Despite that attention-grabbing number, the GAO written testimony (page 33) describes the most significant source of the tax gap for individuals not as errors with credits such as EITC, but small business individual income underreporting:

Individual income tax underreporting accounted for most—about $235 billion—of the underreporting tax gap estimate for tax year 2006. Of that amount, IRS reported that over half—$122 billion—comes from individuals’ business income, including income from (1) sole proprietorships (persons who own unincorporated businesses by themselves), (2) partnerships (a group of two or more individuals or entities, such as corporations or other partnerships, that carry on a business), and (3) S-corporations (corporations meeting certain requirements that elect to be taxed under subchapter S of the Internal Revenue Code).

In his written testimony he summarized GAO’s view on the tax gap as follows and how IRS and Congress can reduce it as follows:

Addressing the estimated $385 billion net tax gap will require strategies on multiple fronts. Key factors that contribute to the tax gap include limited third- party reporting, resource trade-offs, and tax code complexity. For example, the extent to which individual taxpayers accurately report their income is correlated to the extent to which the income is reported to them and the Internal Revenue Service (IRS) by third parties. Where there is little or no information reporting, such as with business income, taxpayers tend to significantly misreport their income. GAO has many open recommendations to reduce the tax gap. For example, GAO recommended in 2012 that IRS use return on investment data to reallocate its enforcement resources and potentially increase revenues. Since 2011, GAO also recommended improvements to telephone and online services to help IRS deliver high-quality services to taxpayers who wish to comply with tax laws but do not understand their obligations. Other strategies GAO has suggested would require legislative actions, such as accelerating W-2 filing deadlines. Additionally, requiring partnerships and corporations to electronically file tax returns could help IRS reduce return processing costs and focus its examinations more on noncompliant taxpayers. Further, a broader opportunity to address the tax gap involves simplifying the Internal Revenue Code, as complexity can cause taxpayer confusion and provide opportunities to hide willful noncompliance.

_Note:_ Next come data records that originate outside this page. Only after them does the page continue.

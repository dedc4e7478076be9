//! The character-level state machine.
//!
//! Exactly one [`ParserState`] is active at a time; each consumed character
//! runs one `step` call, which mutates the scratch buffers and the tracker,
//! fires zero or more handler callbacks, and returns the next state. There
//! is no terminal error state: characters the active state does not expect
//! are ignored and parsing continues, so the machine degrades gracefully on
//! malformed input instead of halting.
use alloc::string::{String, ToString};

use crate::{
    decode::{decode, decode_string_body},
    escape_buffer::EscapeOutcome,
    extract,
    handler::Handler,
    parser::StreamingParser,
    tracker::Bracket,
    value::Value,
};

/// Which kind of string literal an escape sequence was entered from. The
/// machine resumes in that state once the escape completes, and only value
/// strings emit decoded `value_chunk`s.
#[derive(Debug, Clone, Copy, PartialEq, Eq)]
pub(crate) enum StringMode {
    /// Escaping inside a field name.
    FieldName,
    /// Escaping inside a string value.
    Value,
}

/// One lexical mode of the parser. States are replaced, never mutated in
/// place: the active state plus the tracker fully determine how the next
/// character is interpreted.
#[derive(Debug, Clone, Copy, PartialEq, Eq)]
pub(crate) enum ParserState {
    /// Outside any value, or between top-level values.
    Root,
    /// Inside a field name, before the closing quote.
    FieldName,
    /// Field name complete, expecting `:`.
    AfterFieldName,
    /// Saw `:`, expecting the field's value.
    AfterColon,
    /// Inside a string value.
    ValueString,
    /// Inside a number, boolean, or null literal.
    Primitive,
    /// Inside an object, between fields.
    InObjectWait,
    /// Inside an array, between items.
    InArrayWait,
    /// Saw `\`, expecting the escape character.
    Escape(StringMode),
    /// Inside a `\uXXXX` escape, accumulating digits.
    UnicodeEscape(StringMode),
}

fn is_ws(c: char) -> bool {
    matches!(c, ' ' | '\t' | '\n' | '\r')
}

fn starts_primitive(c: char) -> bool {
    c.is_ascii_digit() || matches!(c, 't' | 'f' | 'n' | '-')
}
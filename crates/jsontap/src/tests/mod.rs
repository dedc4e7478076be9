
mod arrays;
mod paths;
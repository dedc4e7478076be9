//! Accumulator for four-character Unicode escape sequences.
//!
//! After a `\u` prefix the state machine feeds the next four characters in
//! here one at a time — they may arrive in separate input chunks. On the
//! fourth character the buffer reports either the decoded scalar or, when
//! the digits are not valid hex or name an invalid code point, the raw
//! four characters so the caller can surface the escape verbatim.
use alloc::string::String;

/// Result of feeding the fourth character of an escape sequence.
#[derive(Debug, Clone, PartialEq, Eq)]
pub(crate) enum EscapeOutcome {
    /// The four digits named a valid Unicode scalar value.
    Decoded(char),
    /// Not a decodable escape; carries the four raw characters as fed.
    Invalid(String),
}

#[derive(Debug, Default)]
pub(crate) struct UnicodeEscapeBuffer {
    digits: String,
    count: u8,
}

impl UnicodeEscapeBuffer {
    pub(crate) fn new() -> Self {
        Self::default()
    }

    /// Discards any partially accumulated sequence.
    pub(crate) fn reset(&mut self) {
        self.digits.clear();
        self.count = 0;
    }

    /// Feeds one character. Returns `None` until four characters have been
    /// accumulated, then the outcome; the buffer resets itself afterwards.
    ///
    /// Non-hex characters are accepted — the escape is then reported as
    /// [`EscapeOutcome::Invalid`] once complete, so callers can emit the
    /// sequence as literal text rather than halting.
    pub(crate) fn feed(&mut self, c: char) -> Option<EscapeOutcome> {
        self.digits.push(c);
        self.count += 1;
        if self.count < 4 {
            return None;
        }

        let code = self
            .digits
            .chars()
            .try_fold(0u32, |acc, d| d.to_digit(16).map(|v| acc << 4 | v));
        let outcome = match code.and_then(char::from_u32) {
            Some(decoded) => {
                self.reset();
                EscapeOutcome::Decoded(decoded)
            }
            None => {
                let raw = core::mem::take(&mut self.digits);
                self.count = 0;
                EscapeOutcome::Invalid(raw)
            }
        };
        Some(outcome)
    }
}
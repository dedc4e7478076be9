//! Error type for the driver API.
//!
//! Malformed JSON is never an error: the state machine ignores unexpected
//! characters and keeps consuming. The only condition surfaced to the caller
//! is a bookkeeping mistake in the caller's own stream handling.
use thiserror::Error;

/// Errors returned by [`StreamingParser`](crate::StreamingParser).
#[derive(Debug, Clone, Copy, PartialEq, Eq, Error)]
#[non_exhaustive]
pub enum ParserError {
    /// `parse_from_old_new` was called with a `new` text that does not start
    /// with the previously seen `old` text, so no suffix delta exists.
    #[error("new text does not start with the previously parsed text")]
    StalePrefix,
}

At about the 58 minute mark, a good snapshot of the GAO position on EITC was in Dodaro’s response to questioning from Senator Hatch when the Senator described the EITC as “one of the most poorly administered federal programs” and asked if Dodaro agrees with that characterization. There Dodaro deflects from IRS bashing and notes that the EITC is difficult and complex to administer based on the challenges it faces in determining family arrangements and often its lack of information about income. Dodaro again emphasizes that IRS needs legislation to help it administer the program successfully. In particular, as I mention above, Dodaro believes that the two most important legislative proposals would be giving IRS authority to regulate paid preparers and accelerate the filing of information returns.

For those interested in the issue of regulating preparers, at about 1:01 is where GAO’s Dodaro gives his endorsement of legislation regulating preparers, including references to Oregon, one of the handful of states that has its own mandatory education and testing regime.

Parting Thoughts

There are many other specific proposals in the GAO testimony, including expansion of math error authority that I have many reservations about (and discussed previously), and a general call for simplifying the laws. For many reasons, Congress will always focus on errors in transfer programs such as the EITC. Given that the administration has proposed extending the prior expanded levels of EITC and has with some bipartisan support also called for expanding the EITC for childless workers it seems likely that the issues surrounding EITC compliance will receive an even greater amount of Congressional attention in the months ahead.